Железная дорога пересекала здесь незначительную речушку, на которой Карцев и предполагал порыбачить. Приехал он ночью. Спрыгнул в снег — поезд сразу же тронулся — дождался, когда скрылись вдали красные огоньки хвостового вагона и стихла поднятая метель, прошел на лед и еще затемно насверлил лунок, установил брезентовый тент-шалашик, словом, вполне угнездился. Стал ждать.

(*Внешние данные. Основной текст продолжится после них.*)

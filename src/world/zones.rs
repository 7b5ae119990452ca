//! Coordinate-to-zone classification
//!
//! The shared space is partitioned into four rectangular rooms by two axis
//! thresholds, with a shared hallway as the fallback zone. Zones exist
//! only to answer one question: are two peers close enough, in the
//! social sense, that a call between them should be open?

use glam::Vec2;
use serde::{Deserialize, Serialize};

/// Discrete region of the shared space.
#[derive(Debug, Clone, Copy, PartialEq, Eq, Hash, Serialize, Deserialize)]
pub enum ZoneId {
    Room1,
    Room2,
    Room3,
    Room4,
    Hallway,
}

impl ZoneId {
    /// The hallway acts as one shared room for call purposes, regardless
    /// of exact coordinates.
    pub fn is_hallway(&self) -> bool {
        matches!(self, ZoneId::Hallway)
    }
}

/// Axis thresholds partitioning the plane into the four rooms.
///
/// Map-layout data, not algorithm: other deployments may carve the space
/// differently, so the thresholds load from configuration.
#[derive(Debug, Clone, Copy, Serialize, Deserialize)]
pub struct ZoneLayout {
    pub split_x: f32,
    pub split_y: f32,
}

impl Default for ZoneLayout {
    fn default() -> Self {
        Self {
            split_x: 400.0,
            split_y: 400.0,
        }
    }
}

impl ZoneLayout {
    /// Classify a position. Deterministic, pure, and total over the plane.
    ///
    /// The quadrant test covers every coordinate, so `Hallway` is only
    /// reachable as the explicit fallback; it is kept for future
    /// non-rectangular topologies where the rooms stop tiling the plane.
    pub fn zone_of(&self, pos: Vec2) -> ZoneId {
        if pos.x < self.split_x && pos.y < self.split_y {
            return ZoneId::Room1;
        }
        if pos.x >= self.split_x && pos.y < self.split_y {
            return ZoneId::Room2;
        }
        if pos.x < self.split_x && pos.y >= self.split_y {
            return ZoneId::Room3;
        }
        if pos.x >= self.split_x && pos.y >= self.split_y {
            return ZoneId::Room4;
        }
        ZoneId::Hallway
    }
}

/// Half-open rectangle (`x < max_x`, `y > min_y`) modeling the designated
/// always-connected social area: calls between two peers who are both
/// inside never terminate.
#[derive(Debug, Clone, Copy, Serialize, Deserialize)]
pub struct ExclusionZone {
    pub max_x: f32,
    pub min_y: f32,
}

impl Default for ExclusionZone {
    fn default() -> Self {
        Self {
            max_x: 610.0,
            min_y: 515.0,
        }
    }
}

impl ExclusionZone {
    pub fn contains(&self, pos: Vec2) -> bool {
        pos.x < self.max_x && pos.y > self.min_y
    }
}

Время от времени проползали вверх по реке лесовозы. Метровый лед сухо и неопасно потрескивал, свет фар выхватывал из темноты берега́, где — пологие, заснеженные, где — обрывистые, с частоколом сосен.

Рассвело. Поклевок не было. Карцев взялся сверлить новые лунки, пробовал на блесну, на поплавочную удочку, на мормышки: светлые, темные, тяжелые, легкие, «капелькой», «дробинкой» — весь арсенал перебрал. Менял насадку, прикармливал мелким мотылем, панировочными сухарями — безрезультатно. Он, однако, был рыболовом со стажем — знал, что не ловится рыба куда чаще, чем ловится. Унынию не поддался — свернул брезент, спрятал его в рюкзачок и отправился искать рыбу. Шутки ради просверлил лед под мостом — а у быков давление обычно повыше, — из лунки ударил фонтан, вода разлилась широким озером, а Карцев пошел себе дальше, насвистывая какую-то песенку, благо не было рядом жены, которая враз бы: «Не свисти! Денег не будет!»

«Ну и черт с ней, — думал Карцев о рыбе, — пусть не клюет. Все равно домой только в воскресенье поеду». А пока была лишь пятница, отгуливаемая за работу на овощной базе.

Сорок девять дыр насверлил Карцев: на глубине, на отмелях, на фарватере и в заливах. Из пятидесятой — «юбилейной» — извлек меленького прозрачного ерша. Подержал на ладони: «Ежели с полусотни лунок по штуке, то, чтобы на ушицу, — коловорот до рукоятки сточится», — и отпустил рыбешку.

Тут возник на берегу мужичок. Подошел, поздоровался, поинтересовался уловом. Карцев представил исчерпывающие объяснения и узнал, что «рыбы ноне совсем в реке нет, совсем: летось с фермы навоз спустили, дак рыба вся и нарушилась».

— Теперь весны ждать надо! — заключил мужичок. — Как новая вверх пойдет.

— Понятно. — Карцев огорчился всерьез, и вовсе не из-за того, что весны надо было ждать долго, а из-за того, что опять, в который уже раз за последние годы, попал он на водоем, загубленный сбросами с ферм ли, с заводов, стоком с полей.